# What to produce:
Set down the data below once more, precisely as it reads.
(Available data begins)
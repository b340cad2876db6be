//! SIP Request Routing for Dialog Management
//!
//! This module implements RFC 3261 compliant request routing that determines
//! whether incoming SIP requests belong to existing dialogs or require new dialog creation.
//!
//! ## Routing Algorithm
//!
//! For each incoming request:
//! 1. **Extract Dialog Identifiers**: Call-ID, From tag, To tag from headers
//! 2. **Dialog Lookup**: Search existing dialogs using bidirectional matching
//! 3. **Method-Specific Routing**: Apply method-specific routing rules
//! 4. **Fallback Handling**: Route to appropriate handler when no dialog exists
//!
//! ## Dialog Identification (RFC 3261 Section 12.2)
//!
//! - **UAC Perspective**: Local=From tag, Remote=To tag  
//! - **UAS Perspective**: Local=To tag, Remote=From tag
//! - **Bidirectional Search**: Try both perspectives for robust matching
//!
//! ## Method-Specific Rules
//!
//! - **INVITE**: Can create new dialogs or be re-INVITE in existing dialog
//! - **BYE**: Must be in existing dialog (481 if not found)
//! - **CANCEL**: Must reference existing INVITE transaction
//! - **ACK**: Can be dialog-level (2xx) or transaction-level (non-2xx)
//! - **OPTIONS**: Usually stateless but can be in-dialog

// TODO: Implement request routing logic 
/// Extension trait for media control operations
pub trait MediaControl {
    /// Start audio transmission for a session
    /// This will begin sending generated audio (440Hz sine wave in G.711 µ-law format)
    async fn start_audio_transmission(&self, session_id: &SessionId) -> Result<()>;
    
    /// Stop audio transmission for a session
    async fn stop_audio_transmission(&self, session_id: &SessionId) -> Result<()>;
    
    /// Establish media flow by setting remote RTP address and starting audio
    /// The remote address should be in the format "ip:port" (e.g., "127.0.0.1:30000")
    async fn establish_media_flow(&self, session_id: &SessionId, remote_addr: &str) -> Result<()>;
    
    /// Update media session with SDP answer/offer
    /// This will parse the SDP to extract remote RTP address and codec information
    async fn update_media_with_sdp(&self, session_id: &SessionId, sdp: &str) -> Result<()>;
    
    /// Check if audio transmission is active for a session
    async fn is_audio_transmission_active(&self, session_id: &SessionId) -> Result<bool>;
    
    /// Get detailed media information for a session
    async fn get_media_info(&self, session_id: &SessionId) -> Result<Option<MediaInfo>>;
    
    /// Generate SDP offer for a session using dynamically allocated ports
    /// This creates a media session if needed and returns SDP with the allocated port
    async fn generate_sdp_offer(&self, session_id: &SessionId) -> Result<String>;
    
    /// Get RTP/RTCP statistics for a session
    async fn get_rtp_statistics(&self, session_id: &SessionId) -> Result<Option<crate::media::stats::RtpSessionStats>>;
    
    /// Get comprehensive media statistics including quality metrics
    async fn get_media_statistics(&self, session_id: &SessionId) -> Result<Option<crate::media::stats::MediaStatistics>>;
    
    /// Start periodic statistics monitoring with the specified interval
    async fn start_statistics_monitoring(&self, session_id: &SessionId, interval: std::time::Duration) -> Result<()>;
    
    /// Create a media session without generating SDP
    /// This is useful when you need to prepare media before SDP negotiation,
    /// particularly in UAS scenarios where you receive an offer first
    async fn create_media_session(&self, session_id: &SessionId) -> Result<()>;
    
    /// Update media session with remote SDP without starting transmission
    /// This separates SDP handling from media flow establishment, allowing
    /// more control over when audio transmission begins
    async fn update_remote_sdp(&self, session_id: &SessionId, remote_sdp: &str) -> Result<()>;
    
    /// Generate SDP answer based on received offer
    /// This provides proper offer/answer negotiation for UAS scenarios
    /// without requiring direct access to internal components
    async fn generate_sdp_answer(&self, session_id: &SessionId, offer: &str) -> Result<String>;
    
    /// Get all statistics in one call
    /// This aggregates statistics from multiple sources into a single comprehensive result
    async fn get_call_statistics(&self, session_id: &SessionId) -> Result<Option<crate::media::stats::CallStatistics>>;
    
    /// Convenience: Get just the MOS score
    /// Returns None if no quality metrics are available
    async fn get_call_quality_score(&self, session_id: &SessionId) -> Result<Option<f32>>;
    
    /// Convenience: Get packet loss percentage
    /// Returns None if no RTP statistics are available
    async fn get_packet_loss_rate(&self, session_id: &SessionId) -> Result<Option<f32>>;
    
    /// Convenience: Get current bitrate in kbps
    /// Returns None if no RTP statistics are available
    async fn get_current_bitrate(&self, session_id: &SessionId) -> Result<Option<u32>>;
    
    /// Start quality monitoring with automatic alerts
    /// This will emit MediaQuality events when thresholds are exceeded
    async fn monitor_call_quality(&self, session_id: &SessionId, thresholds: crate::media::stats::QualityThresholds) -> Result<()>;
}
(Available data ends)
# Task response:
repository b340cad2876db6be
//! SIP Request Routing for Dialog Management
//!
//! This module implements RFC 3261 compliant request routing that determines
//! whether incoming SIP requests belong to existing dialogs or require new dialog creation.
//!
//! ## Routing Algorithm
//!
//! For each incoming request:
//! 1. **Extract Dialog Identifiers**: Call-ID, From tag, To tag from headers
//! 2. **Dialog Lookup**: Search existing dialogs using bidirectional matching
//! 3. **Method-Specific Routing**: Apply method-specific routing rules
//! 4. **Fallback Handling**: Route to appropriate handler when no dialog exists
//!
//! ## Dialog Identification (RFC 3261 Section 12.2)
//!
//! - **UAC Perspective**: Local=From tag, Remote=To tag  
//! - **UAS Perspective**: Local=To tag, Remote=From tag
//! - **Bidirectional Search**: Try both perspectives for robust matching
//!
//! ## Method-Specific Rules
//!
//! - **INVITE**: Can create new dialogs or be re-INVITE in existing dialog
//! - **BYE**: Must be in existing dialog (481 if not found)
//! - **CANCEL**: Must reference existing INVITE transaction
//! - **ACK**: Can be dialog-level (2xx) or transaction-level (non-2xx)
//! - **OPTIONS**: Usually stateless but can be in-dialog

// TODO: Implement request routing logic 
/// Extension trait for media control operations
pub trait MediaControl {
    /// Start audio transmission for a session
    /// This will begin sending generated audio (440Hz sine wave in G.711 µ-law format)
    async fn start_audio_transmission(&self, session_id: &SessionId) -> Result<()>;
    
    /// Stop audio transmission for a session
    async fn stop_audio_transmission(&self, session_id: &SessionId) -> Result<()>;
    
    /// Establish media flow by setting remote RTP address and starting audio
    /// The remote address should be in the format "ip:port" (e.g., "127.0.0.1:30000")
    async fn establish_media_flow(&self, session_id: &SessionId, remote_addr: &str) -> Result<()>;
    
    /// Update media session with SDP answer/offer
    /// This will parse the SDP to extract remote RTP address and codec information
    async fn update_media_with_sdp(&self, session_id: &SessionId, sdp: &str) -> Result<()>;
    
    /// Check if audio transmission is active for a session
    async fn is_audio_transmission_active(&self, session_id: &SessionId) -> Result<bool>;
    
    /// Get detailed media information for a session
    async fn get_media_info(&self, session_id: &SessionId) -> Result<Option<MediaInfo>>;
    
    /// Generate SDP offer for a session using dynamically allocated ports
    /// This creates a media session if needed and returns SDP with the allocated port
    async fn generate_sdp_offer(&self, session_id: &SessionId) -> Result<String>;
    
    /// Get RTP/RTCP statistics for a session
    async fn get_rtp_statistics(&self, session_id: &SessionId) -> Result<Option<crate::media::stats::RtpSessionStats>>;
    
    /// Get comprehensive media statistics including quality metrics
    async fn get_media_statistics(&self, session_id: &SessionId) -> Result<Option<crate::media::stats::MediaStatistics>>;
    
    /// Start periodic statistics monitoring with the specified interval
    async fn start_statistics_monitoring(&self, session_id: &SessionId, interval: std::time::Duration) -> Result<()>;
    
    /// Create a media session without generating SDP
    /// This is useful when you need to prepare media before SDP negotiation,
    /// particularly in UAS scenarios where you receive an offer first
    async fn create_media_session(&self, session_id: &SessionId) -> Result<()>;
    
    /// Update media session with remote SDP without starting transmission
    /// This separates SDP handling from media flow establishment, allowing
    /// more control over when audio transmission begins
    async fn update_remote_sdp(&self, session_id: &SessionId, remote_sdp: &str) -> Result<()>;
    
    /// Generate SDP answer based on received offer
    /// This provides proper offer/answer negotiation for UAS scenarios
    /// without requiring direct access to internal components
    async fn generate_sdp_answer(&self, session_id: &SessionId, offer: &str) -> Result<String>;
    
    /// Get all statistics in one call
    /// This aggregates statistics from multiple sources into a single comprehensive result
    async fn get_call_statistics(&self, session_id: &SessionId) -> Result<Option<crate::media::stats::CallStatistics>>;
    
    /// Convenience: Get just the MOS score
    /// Returns None if no quality metrics are available
    async fn get_call_quality_score(&self, session_id: &SessionId) -> Result<Option<f32>>;
    
    /// Convenience: Get packet loss percentage
    /// Returns None if no RTP statistics are available
    async fn get_packet_loss_rate(&self, session_id: &SessionId) -> Result<Option<f32>>;
    
    /// Convenience: Get current bitrate in kbps
    /// Returns None if no RTP statistics are available
    async fn get_current_bitrate(&self, session_id: &SessionId) -> Result<Option<u32>>;
    
    /// Start quality monitoring with automatic alerts
    /// This will emit MediaQuality events when thresholds are exceeded
    async fn monitor_call_quality(&self, session_id: &SessionId, thresholds: crate::media::stats::QualityThresholds) -> Result<()>;
}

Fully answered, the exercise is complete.